I’m not really sure how most journalists go about doing interviews. The whole thing is a pain in the ass. The interview subjects are worried that they’ll be skewered by the media’s prime concern, that of creating some overblown persona and/or dismantling that persona to reveal a whimpering, pathetic, egomaniacal bore/blow-hard or (on a bi-polar journalist’s upswing) an unfaltering and totally excusable genius. In general, though, most musicians are pretty much normal fucking people. They’re people, at least, for sure.

And, from my end, (what the fuck?) I am the media. All I wanted to do was chat a bit. I mean, I’m interviewing these people because I like them, respect them. I don’t have any vendetta to figure with transparent, pointed questions. Although I’m totally willing to sell out at any moment, I haven’t quite yet. So, all the smoke I blow up their asses (I’m a smoker) is pretty genuine.

That said, CocoRosie are overwhelmingly adorable. Is that really my favorite part about them? I don’t know. Is it some quick and lame summary remark used to objectify them as simply commentary, rather than focus on their music? Maybe. I could call their songs heartfelt and ethereal over and over, but would you hear that in your mind?

When I listened back to the interview tape, my favorite part was the drive there. I was fucking around with the tape recorder, and my friends and I (there were three of us to interview two—not very journalisy) were singing along with Styx’ “Sail Away”. It sounded like fun. The actual recording of the conversation we’d had with CocoRosie, on the other hand, sounded stilted (in the entertaining parts) and uncomfortable (in the natural ones). In my mind it hadn’t gone poorly, by any means, but a “Q&A” style interview it wasn’t. It’s tough as hell (not to mention totally contrived) to try to figure out someone’s personality in an hour or so of asking her leading questions about collaboration (laaaaaaaaaame!) with her sister or her influences (snooze,).

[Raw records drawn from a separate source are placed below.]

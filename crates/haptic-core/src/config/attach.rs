//! The attachable-component contract.
//!
//! Any object can participate in shared configuration by declaring an
//! [`AttributeSet`] — an explicit list of `(name, default value)` pairs — and
//! implementing [`Attachable`]. There is no runtime reflection: only declared
//! attributes participate, and the declared default carries the type tag used
//! to reconcile against the document.
//!
//! The usual shape is a settings struct that owns an `AttributeSet`, declares
//! its defaults in its constructor, and calls
//! [`ConfigStore::attach`](crate::config::ConfigStore::attach) before it is
//! returned to the caller. After that the accessors reflect either the
//! document's stored values or the defaults just persisted.

use std::collections::{btree_map, BTreeMap};

use crate::config::document::ConfigValue;

/// The declared, persistable attributes of one component.
///
/// Attribute order is irrelevant to the merge; a `BTreeMap` keeps iteration
/// deterministic so attach outcomes and logs are stable.
#[derive(Debug, Clone, Default, PartialEq)]
pub struct AttributeSet {
    entries: BTreeMap<String, ConfigValue>,
}

impl AttributeSet {
    pub fn new() -> Self {
        Self::default()
    }

    /// Declares an attribute with its code default (builder form).
    pub fn with(mut self, name: impl Into<String>, default: impl Into<ConfigValue>) -> Self {
        self.declare(name, default);
        self
    }

    /// Declares an attribute with its code default.
    pub fn declare(&mut self, name: impl Into<String>, default: impl Into<ConfigValue>) {
        self.entries.insert(name.into(), default.into());
    }

    /// Current value of an attribute, if declared.
    pub fn get(&self, name: &str) -> Option<&ConfigValue> {
        self.entries.get(name)
    }

    /// Plain in-memory assignment.
    ///
    /// This does *not* touch the document: attach only runs at construction,
    /// and a component wanting a later change persisted must write it into
    /// the store's document and call `save()` explicitly.
    pub fn set(&mut self, name: impl Into<String>, value: impl Into<ConfigValue>) {
        self.entries.insert(name.into(), value.into());
    }

    pub fn bool(&self, name: &str) -> Option<bool> {
        self.get(name).and_then(ConfigValue::as_bool)
    }

    pub fn int(&self, name: &str) -> Option<i64> {
        self.get(name).and_then(ConfigValue::as_int)
    }

    pub fn float(&self, name: &str) -> Option<f64> {
        self.get(name).and_then(ConfigValue::as_float)
    }

    pub fn str(&self, name: &str) -> Option<&str> {
        self.get(name).and_then(ConfigValue::as_str)
    }

    pub fn len(&self) -> usize {
        self.entries.len()
    }

    pub fn is_empty(&self) -> bool {
        self.entries.is_empty()
    }

    pub fn iter(&self) -> btree_map::Iter<'_, String, ConfigValue> {
        self.entries.iter()
    }

    pub(crate) fn iter_mut(&mut self) -> btree_map::IterMut<'_, String, ConfigValue> {
        self.entries.iter_mut()
    }
}

/// The capability a component exposes to participate in shared configuration.
pub trait Attachable {
    /// Document section this component's entry is grouped under.
    ///
    /// The empty string (the default) places the entry directly under the
    /// document root.
    fn section(&self) -> &str {
        ""
    }

    /// Explicit identity override.
    ///
    /// `None` (the default) derives the namespace key from the lower-cased
    /// type name. Two instances of the same type share one configuration slot
    /// unless their constructors supply distinct override strings — the store
    /// does not disambiguate instances on its own.
    fn identity(&self) -> Option<String> {
        None
    }

    /// The declared attribute set, read by attach.
    fn attributes(&self) -> &AttributeSet;

    /// The declared attribute set, written by attach when restoring stored
    /// values.
    fn attributes_mut(&mut self) -> &mut AttributeSet;
}

/// Per-attribute outcome of an attach call.
///
/// `defaulted` counts attributes whose code default was newly written into
/// the document; `restored` counts attributes overwritten on the component
/// from stored document values.
#[derive(Debug, Clone, Copy, Default, PartialEq, Eq)]
pub struct AttachOutcome {
    pub defaulted: usize,
    pub restored: usize,
}

/// Derives the default namespace key for a component type: the final segment
/// of the Rust type name, lower-cased.
pub(crate) fn type_identity<C>() -> String {
    let full = std::any::type_name::<C>();
    let base = full.split('<').next().unwrap_or(full);
    let base = base.rsplit("::").next().unwrap_or(base);
    base.to_ascii_lowercase()
}

// ── Tests ─────────────────────────────────────────────────────────────────────
//! Infrastructure layer for haptic-client.
//!
//! Owns the HTTP transport to the backend. Everything network-shaped lives
//! here; payload construction stays in the domain layer.

pub mod http;

pub use http::{BackendClient, BackendError};
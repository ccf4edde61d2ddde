//! Converter settings.
//!
//! Attachable component holding the GIF knobs: frame rate and output
//! directory. Defaults land in the shared configuration document on first
//! run; an opted-in user can change them by editing the file.

use haptic_core::{Attachable, AttributeSet, ConfigError, ConfigStore};

pub const DEFAULT_FPS: i64 = 8;
pub const DEFAULT_OUTPUT_DIR: &str = "gifs";

#[derive(Debug, Clone)]
pub struct ConverterSettings {
    attrs: AttributeSet,
}

impl ConverterSettings {
    /// Namespace key in the configuration document.
    pub const IDENTITY: &'static str = "gif-converter";

    /// Settings with code defaults, not yet attached.
    pub fn new() -> Self {
        Self {
            attrs: AttributeSet::new()
                .with("fps", DEFAULT_FPS)
                .with("output_dir", DEFAULT_OUTPUT_DIR),
        }
    }

    /// Constructs the settings and attaches them to `store`.
    ///
    /// # Errors
    ///
    /// Any [`ConfigError`] from the attach (including the save it may
    /// trigger).
    pub fn attach(store: &mut ConfigStore) -> Result<Self, ConfigError> {
        let mut settings = Self::new();
        store.attach(&mut settings)?;
        Ok(settings)
    }

    /// Frames per second, clamped to at least 1 so a zero or negative edit
    /// cannot produce a division by zero downstream.
    pub fn fps(&self) -> u32 {
        self.attrs.int("fps").unwrap_or(DEFAULT_FPS).max(1) as u32
    }

    pub fn output_dir(&self) -> &str {
        self.attrs.str("output_dir").unwrap_or(DEFAULT_OUTPUT_DIR)
    }
}

impl Default for ConverterSettings {
    fn default() -> Self {
        Self::new()
    }
}

impl Attachable for ConverterSettings {
    fn identity(&self) -> Option<String> {
        Some(Self::IDENTITY.to_string())
    }

    fn attributes(&self) -> &AttributeSet {
        &self.attrs
    }

    fn attributes_mut(&mut self) -> &mut AttributeSet {
        &mut self.attrs
    }
}

// ── Tests ─────────────────────────────────────────────────────────────────────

CocoRosie’s music is heartfelt and ethereal. Their names are Sierra and Bianca (I used to think it was Coco and Rosie) Cassidy. They were estranged for some years and reunited suddenly, on a call from the airport. When we met them, they were just beginning to pack up after the show and were upset about the venue’s sound. They didn’t really bitch about it or anything, just said it sucked. And I suppose, as they’re professional musicians, that kind of shit would really get them down. They tolerated our obnoxious questions about sibling quarrels (they have them a lot) and crushes (they’ve never had one together). We mostly tried to make them laugh, and although it didn’t go as planned (parking lot make-out sesh), we weren’t total pricks.

At one point on their debut album, La Maison de Mon Rêve, I think they play change. One of the instruments is a cupped hand with coins in it. It seems fitting that it was recorded, more or less, on lockdown in Sierra’s apartment. They had the music all worked out in their minds and just needed to find some shit lying around the house that could become the instruments. It sounds like some old worlde traditional music that you’ve just discovered and instantly connect with. For fans of early American feminist fiction, it’s like the end of The Awakening, when Edna goes out for a swim. Their music is gloomy but not wallowing. Edna swims out to the ocean to die, and she’s totally cool with it.

CocoRosie could be a couple of 19th century European aristocrats that married Appalachian hillbillies (to spite their parents, no doubt) but quickly became bored sitting around watching shit stink. So they’d find some solace out by the creek, singing songs to each other and DUI’ing haggard (but loveable) horses around the woods.